Ce qu’on faisait par instinct dans les âges d’innocence, on l’a fait plus tard par sagesse. Dans tous les siècles, les grands artistes ont su se plier à la double loi de l’art, accorder leurs goûts avec leur devoir et concilier ce qui semblait inconciliable. A quelle école appartenait Rembrandt ? Il avait le sens profond du réel et de la vie, et par l’emploi qu’il faisait de la lumière, il donnait aux plus vulgaires réalités quelque chose de prestigieux, de surnaturel, de sorte que les œuvres de cet enchanteur sont en même temps des morceaux de nature et des contes fantastiques, des féeries ou les visions d’une grande âme.

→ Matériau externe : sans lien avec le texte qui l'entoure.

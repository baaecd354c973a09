//! Match-wide state: game settings, map entities and safe zones.

use serde::Serialize;

use crate::{ChannelId, FVector, WorldSeconds};

// ============================================================================
// Milestones
// ============================================================================

/// A boolean flag that only ever goes false to true, remembering when.
#[derive(Debug, Clone, Copy, Default, PartialEq, Serialize)]
pub struct Milestone {
    pub reached: bool,
    /// World time of the first true transition, if known at that moment.
    pub at: Option<WorldSeconds>,
}

impl Milestone {
    /// Flip the flag. Returns `true` only on the first transition; later
    /// calls leave the recorded time untouched.
    pub fn mark(&mut self, now: Option<WorldSeconds>) -> bool {
        if self.reached {
            return false;
        }
        self.reached = true;
        self.at = now;
        true
    }
}

// ============================================================================
// World Entities
// ============================================================================

#[derive(Debug, Clone, Default, PartialEq, Serialize)]
pub struct SupplyDrop {
    pub channel: ChannelId,
    pub location: Option<FVector>,
    pub landing_location: Option<FVector>,
    pub looted: Milestone,
    pub balloon_popped: Milestone,
    pub spawned_pickups: Milestone,
}

#[derive(Debug, Clone, Default, PartialEq, Serialize)]
pub struct Llama {
    pub channel: ChannelId,
    pub location: Option<FVector>,
    pub final_destination: Option<FVector>,
    pub looted: Milestone,
    pub spawned_pickups: Milestone,
}

/// Reboot van, keyed by its spawn-machine handle rather than its channel.
#[derive(Debug, Clone, Default, PartialEq, Serialize)]
pub struct RebootVan {
    pub handle: i32,
    pub location: Option<FVector>,
}

#[derive(Debug, Clone, Default, PartialEq, Serialize)]
pub struct SafeZone {
    pub last_center: Option<FVector>,
    pub next_center: Option<FVector>,
    pub last_radius: Option<f32>,
    pub next_radius: Option<f32>,
    pub shrink_start_time: Option<f32>,
    pub shrink_finish_time: Option<f32>,
}

/// One team's battle bus route.
#[derive(Debug, Clone, Default, PartialEq, Serialize)]
pub struct BattleBusFlightPath {
    pub flight_start_location: Option<FVector>,
    pub flight_start_rotation: Option<FVector>,
    pub flight_speed: Option<f32>,
    pub time_till_flight_end: Option<f32>,
    pub time_till_drop_start: Option<f32>,
    pub time_till_drop_end: Option<f32>,
    /// Default bus skin of the game state that carried the routes.
    pub skin: Option<String>,
}

#[derive(Debug, Clone, Copy, PartialEq, Eq, Hash, Serialize)]
pub enum BuildMaterial {
    Wood,
    Stone,
    Metal,
}

/// A player-placed wall. Only collected by the most verbose parse mode.
#[derive(Debug, Clone, PartialEq, Serialize)]
pub struct BuildPiece {
    pub channel: ChannelId,
    pub material: BuildMaterial,
    pub location: Option<FVector>,
    pub health: Option<f32>,
    pub max_health: Option<f32>,
    pub team_index: Option<i32>,
    pub destroyed: bool,
}

// ============================================================================
// Aggregates
// ============================================================================

/// Match settings. First write wins except where noted.
#[derive(Debug, Clone, Default, PartialEq, Serialize)]
pub struct GameData {
    pub game_session_id: Option<String>,
    pub utc_time_started_match: Option<i64>,
    pub map_info: Option<String>,
    pub current_playlist: Option<String>,
    /// Appended in arrival order.
    pub active_gameplay_modifiers: Vec<String>,
    pub additional_playlist_levels: Option<Vec<String>>,
    pub is_large_team_game: Option<bool>,
    pub tournament_round: Option<i32>,
    pub max_players: Option<i32>,
    /// Falls back to the number of active teams.
    pub team_size: Option<i32>,
    /// Highest bot count seen over the session.
    pub total_bots: Option<i32>,
    pub total_player_structures: Option<i32>,
    pub aircraft_start_time: Option<f32>,
    pub safe_zones_start_time: Option<f32>,
    pub winning_team: Option<i32>,
    pub winning_player_ids: Option<Vec<i32>>,
}

#[derive(Debug, Clone, Default, PartialEq, Serialize)]
pub struct MapData {
    pub safe_zones: Vec<SafeZone>,
    pub supply_drops: Vec<SupplyDrop>,
    pub llamas: Vec<Llama>,
    pub reboot_vans: Vec<RebootVan>,
    pub build_pieces: Vec<BuildPiece>,
    pub battle_bus_flight_paths: Option<Vec<BattleBusFlightPath>>,
    pub grid_count_x: Option<i32>,
    pub grid_count_y: Option<i32>,
    pub world_grid_start: Option<FVector>,
    pub world_grid_end: Option<FVector>,
    pub world_grid_spacing: Option<FVector>,
    pub world_grid_total_size: Option<FVector>,
}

Dans quelle classe rangerons-nous Shakspeare ? S’il aimait le compliqué, si souvent il l’a trop aimé, où est le poète qui a su mieux que lui trouver les paroles magiques qui nous font tout voir d’un coup et résument l’univers ? Était-ce un pur idéaliste que Racine ? Il s’appliquait à simplifier ses héros, mais dans la peinture des sentimens, quel autre a mieux entendu la dégradation des ombres et des lumières, la science des couleurs nuancées, des tons et des demi-tons ? Était-ce un idéaliste, était-ce un réaliste que l’auteur de Manon Lescaut, qui, dans ce chef-d’œuvre du roman français, nous enseigne à la fois comment s’y prend le malheur pour purifier les âmes et changer le vice en vertu, et comment l’art doit s’y prendre pour peindre les avilissemens, les ignominies de la passion, sans que jamais le cœur nous lève ? D’un bout à l’autre de cet incomparable récit, quelle sobriété, quelle discrétion ! quel moelleux et quelle noblesse de touche ! quelle attention continuelle à sauver les détails odieux, à jeter un charme sur nos dégoûts !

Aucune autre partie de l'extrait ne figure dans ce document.